Daily Discipleship - Day 014: She Saw the Tree Was Good

May 3, 2026

Daily Discipleship • Day 014 • Tuesday, May 12, 2026

She Saw the Tree Was Good

Genesis 3:6

Pleasant Springs Church • ps-church.com

Scripture
Genesis 3:6 LXX καὶ εἶδεν ἡ γυνὴ ὅτι καλὸν τὸ ξύλον εἰς βρῶσιν καὶ ὅτι ἀρεστὸν τοῖς ὀφθαλμοῖς ἰδεῖν καὶ ὡραῖόν ἐστιν τοῦ κατανοῆσαι, καὶ λαβοῦσα τοῦ καρποῦ αὐτοῦ ἔφαγε· καὶ ἔδωκε καὶ τῷ ἀνδρὶ αὐτῆς μετ' αὐτῆς, καὶ ἔφαγον. So when the woman saw that the tree was good for food, and that it was a delight to the eyes, and that the tree was to be desired to make one wise, she took of its fruit and ate, and she also gave some to her husband who was with her, and he ate.
Author & Audience

Moses is writing for Israelites who have just been given a covenant full of commands like "do not eat" and "do not take." Genesis 3 is the prequel that explains why obedience in small things matters. The tragedy is not that Adam and Eve wanted something evil. They wanted three good things — food, beauty, wisdom — on terms that were not theirs to set.

Word Study

καλόν

kalon · Greek (LXX)

“good, beautiful, fitting”

Kalon is the same word God uses through Genesis 1: "and God saw that it was kalon." The fruit was good. Eve's perception was correct. Sin is rarely the choice of an obvious evil; it is the right reading of a real good outside the boundary of the giver. The serpent's craft is not to lie about the fruit. It is to detach the fruit from the Voice that grew it.

Reflection

From the writers we read together

Nancy Pearcey

philosopher of culture, author of Total Truth and Love Thy Body

“Sin is not the desire for bad things. Sin is the desire for good things on terms that exclude their Maker.” — paraphrased from Total Truth (2004)

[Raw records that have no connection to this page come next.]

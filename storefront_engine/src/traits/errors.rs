use thiserror::Error;

use crate::{
    db_types::{OrderId, OrderValidationError},
    transitions::TransitionError,
};

#[derive(Debug, Clone, Error)]
pub enum OrderApiError {
    #[error("Database error: {0}")]
    DatabaseError(String),
    #[error("Order {0} not found")]
    OrderNotFound(OrderId),
    #[error(transparent)]
    Transition(#[from] TransitionError),
    #[error(transparent)]
    Validation(#[from] OrderValidationError),
}

impl From<sqlx::Error> for OrderApiError {
    fn from(e: sqlx::Error) -> Self {
        Self::DatabaseError(e.to_string())
    }
}

#[derive(Debug, Clone, Error)]
pub enum CatalogApiError {
    #[error("Database error: {0}")]
    DatabaseError(String),
    #[error("Product {0} not found")]
    ProductNotFound(i64),
    #[error("Missing required product field: {0}")]
    MissingField(&'static str),
}

impl From<sqlx::Error> for CatalogApiError {
    fn from(e: sqlx::Error) -> Self {
        Self::DatabaseError(e.to_string())
    }
}

#[derive(Debug, Clone, Error)]
pub enum CustomerApiError {
    #[error("Database error: {0}")]
    DatabaseError(String),
    #[error("A customer with the email {0} already exists")]
    DuplicateEmail(String),
    #[error("Missing required customer field: {0}")]
    MissingField(&'static str),
}

impl From<sqlx::Error> for CustomerApiError {
    fn from(e: sqlx::Error) -> Self {
        Self::DatabaseError(e.to_string())
    }
}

Pearcey's recurring theme is that the worldview underneath modern temptation is a sacred-secular split: the world tells us religion gets the upper story (values), but the lower story (real life, work, body, sex) runs on its own rules. Eve fell to a version of that split. The tree was good for food; the boundary was God's. She kept the lower story and discarded the upper.

Most of our daily compromises follow the same shape. The thing is good. The boundary feels arbitrary. The voice that grew it gets quieter. By the time we reach for the fruit, we have already done the hard work — not of evil, but of forgetting where the good comes from.

Continue your study: Original Sin Study — Our Original Sin study traces Romans 5:12 back through Genesis 3. Read this verse in tandem with Lesson 1.
Prayer
Heavenly Father, King of the Universe, Father, save me today from the lie I am most likely to believe — that something genuinely good can be taken outside your boundary and still be good. Train my hands to reach only as far as your voice has invited. In Jesus' name, Amen.